‘It was very painful’: Yazidi woman testifies on IS group sexual slavery in Paris court
A Yazidi woman held as a sex slave by the Islamic State (IS) group recounted her harrowing ordeal before a French court Thursday, detailing her abduction, repeated rapes and forced sales. The trial of French jihadist Sabri Essid, prosecuted in absentia for genocide and crimes against humanity, marks France’s first case on IS group atrocities against the Yazidis.
A Yazidi woman who was held as a sex slave by the Islamic State (IS) group testified Thursday before a French court, describing in stark detail the horrors she endured under jihadist captivity.
The 32-year-old spoke in a Paris tribunal as part of the trial of French jihadist Sabri Essid, who is being prosecuted in absentia on charges of genocide, crimes against humanity and complicity in these crimes.
It is the first case in France to address atrocities committed against the Yazidi minority during the IS group campaign in the Middle East.

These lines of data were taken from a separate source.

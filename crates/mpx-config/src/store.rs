// SPDX-License-Identifier: MIT OR Apache-2.0
//! Encrypted, single-writer config persistence.
//!
//! All saves flow through one writer task so two concurrent updates can
//! never produce a torn file; the on-disk swap is write-temp + rename.

use crate::{ConfigCipher, ConfigError, KeyProvider, UserConfig, migrate_to_current};
use std::path::{Path, PathBuf};
use std::sync::Arc;
use tokio::sync::{RwLock, mpsc, oneshot};
use tracing::{info, warn};

enum SaveJob {
    Write(Vec<u8>),
    Flush(oneshot::Sender<()>),
}

/// Owner of the session's [`UserConfig`].
///
/// Readers get snapshots; mutations go through [`update`](Self::update) and
/// are persisted by the single writer task.
pub struct ConfigStore {
    path: PathBuf,
    key: Vec<u8>,
    cipher: Arc<dyn ConfigCipher>,
    current: RwLock<UserConfig>,
    save_tx: mpsc::UnboundedSender<SaveJob>,
}

impl ConfigStore {
    /// Open (or initialise) the config at `path`.
    ///
    /// A file that fails to decrypt or parse is backed up as
    /// `<name>.corrupt.<unix-ms>` and replaced by the default config, so
    /// startup always succeeds unless the filesystem itself fails.
    pub async fn open(
        path: impl Into<PathBuf>,
        cipher: Arc<dyn ConfigCipher>,
        keys: &dyn KeyProvider,
    ) -> Result<Arc<Self>, ConfigError> {
        let path = path.into();
        let key = keys.get_or_create_key()?;

        let loaded = match load_config(&path, cipher.as_ref(), &key)? {
            LoadOutcome::Loaded(cfg) => cfg,
            LoadOutcome::Missing => UserConfig::default(),
            LoadOutcome::Corrupt(backup) => {
                warn!(backup = %backup.display(), "config was unreadable, starting from defaults");
                UserConfig::default()
            }
        };

        let (save_tx, save_rx) = mpsc::unbounded_channel();
        let store = Arc::new(Self {
            path: path.clone(),
            key,
            cipher,
            current: RwLock::new(loaded),
            save_tx,
        });
        tokio::spawn(writer_task(path, save_rx));

        // Persist immediately so migrations and corrupt-recovery become
        // durable before the first user-driven update.
        store.persist_current().await?;
        store.flush().await?;
        Ok(store)
    }

    /// A point-in-time copy of the config.
    pub async fn snapshot(&self) -> UserConfig {
        self.current.read().await.clone()
    }

    /// Apply a mutation, check invariants, and enqueue a save.
    ///
    /// The mutation is rolled back if it breaks the aggregate invariant.
    pub async fn update<F>(&self, mutate: F) -> Result<(), ConfigError>
    where
        F: FnOnce(&mut UserConfig),
    {
        let mut guard = self.current.write().await;
        let mut candidate = guard.clone();
        mutate(&mut candidate);
        candidate.check_invariants()?;
        *guard = candidate;
        let bytes = self.seal(&guard)?;
        drop(guard);
        self.save_tx
            .send(SaveJob::Write(bytes))
            .map_err(|_| ConfigError::WriterGone)
    }

    /// Wait until every enqueued save has reached the disk.
    pub async fn flush(&self) -> Result<(), ConfigError> {
        let (tx, rx) = oneshot::channel();
        self.save_tx
            .send(SaveJob::Flush(tx))
            .map_err(|_| ConfigError::WriterGone)?;
        rx.await.map_err(|_| ConfigError::WriterGone)
    }

    /// Path of the backing file.
    pub fn path(&self) -> &Path {
        &self.path
    }

    async fn persist_current(&self) -> Result<(), ConfigError> {
        let guard = self.current.read().await;
        let bytes = self.seal(&guard)?;
        drop(guard);
        self.save_tx
            .send(SaveJob::Write(bytes))
            .map_err(|_| ConfigError::WriterGone)
    }

    fn seal(&self, config: &UserConfig) -> Result<Vec<u8>, ConfigError> {
        let json = serde_json::to_vec(config)?;
        self.cipher.encrypt(&json, &self.key)
    }
}

enum LoadOutcome {
    Loaded(UserConfig),
    Missing,
    Corrupt(PathBuf),
}

fn load_config(
    path: &Path,
    cipher: &dyn ConfigCipher,
    key: &[u8],
) -> Result<LoadOutcome, ConfigError> {
    let raw = match std::fs::read(path) {
        Ok(raw) => raw,
        Err(e) if e.kind() == std::io::ErrorKind::NotFound => return Ok(LoadOutcome::Missing),
        Err(e) => return Err(ConfigError::io("read", path, e)),
    };

    let parsed = cipher
        .decrypt(&raw, key)
        .and_then(|json| serde_json::from_slice::<serde_json::Value>(&json).map_err(Into::into))
        .and_then(migrate_to_current)
        .and_then(|(value, from)| {
            let cfg: UserConfig = serde_json::from_value(value)?;
            Ok((cfg, from))
        });

    match parsed {
        Ok((cfg, from)) => {
            if from < crate::CURRENT_CONFIG_VERSION {
                info!(from, to = crate::CURRENT_CONFIG_VERSION, "migrated config");
            }
            Ok(LoadOutcome::Loaded(cfg))
        }
        Err(err) => {
            warn!(%err, "config file unreadable");
            let backup = corrupt_backup_path(path);
            std::fs::rename(path, &backup).map_err(|e| ConfigError::io("backup", path, e))?;
            Ok(LoadOutcome::Corrupt(backup))
        }
    }
}

fn corrupt_backup_path(path: &Path) -> PathBuf {
    let ts = chrono::Utc::now().timestamp_millis();
    let name = path
        .file_name()
        .map(|n| n.to_string_lossy().into_owned())
        .unwrap_or_else(|| "config.dat".into());
    path.with_file_name(format!("{name}.corrupt.{ts}"))
}

async fn writer_task(path: PathBuf, mut rx: mpsc::UnboundedReceiver<SaveJob>) {
    while let Some(job) = rx.recv().await {
        match job {
            SaveJob::Write(bytes) => {
                if let Err(err) = atomic_write(&path, &bytes).await {
                    warn!(%err, "config save failed");
                }
            }
            SaveJob::Flush(done) => {
                let _ = done.send(());
            }
        }
    }
}

async fn atomic_write(path: &Path, bytes: &[u8]) -> Result<(), ConfigError> {
    if let Some(parent) = path.parent() {
        tokio::fs::create_dir_all(parent)
            .await
            .map_err(|e| ConfigError::io("create dir", parent, e))?;
    }
    let tmp = path.with_extension("tmp");
    tokio::fs::write(&tmp, bytes)
        .await
        .map_err(|e| ConfigError::io("write", &tmp, e))?;
    tokio::fs::rename(&tmp, path)
        .await
        .map_err(|e| ConfigError::io("rename", path, e))?;
    Ok(())
}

Essid is presumed to have been killed in 2018, but without proof of his death he is being tried in absentia charged with crimes committed between 2014 and 2016.
The woman, whose name AFP is withholding to protect her privacy, spent about two-and-a-half years in the hands of IS group fighters.
She looked frail against the imposing wood panelling of the Paris courthouse, as the court listened to her recount the harrowing ordeal of her captivity in Syria in the mid-2010s in a low voice.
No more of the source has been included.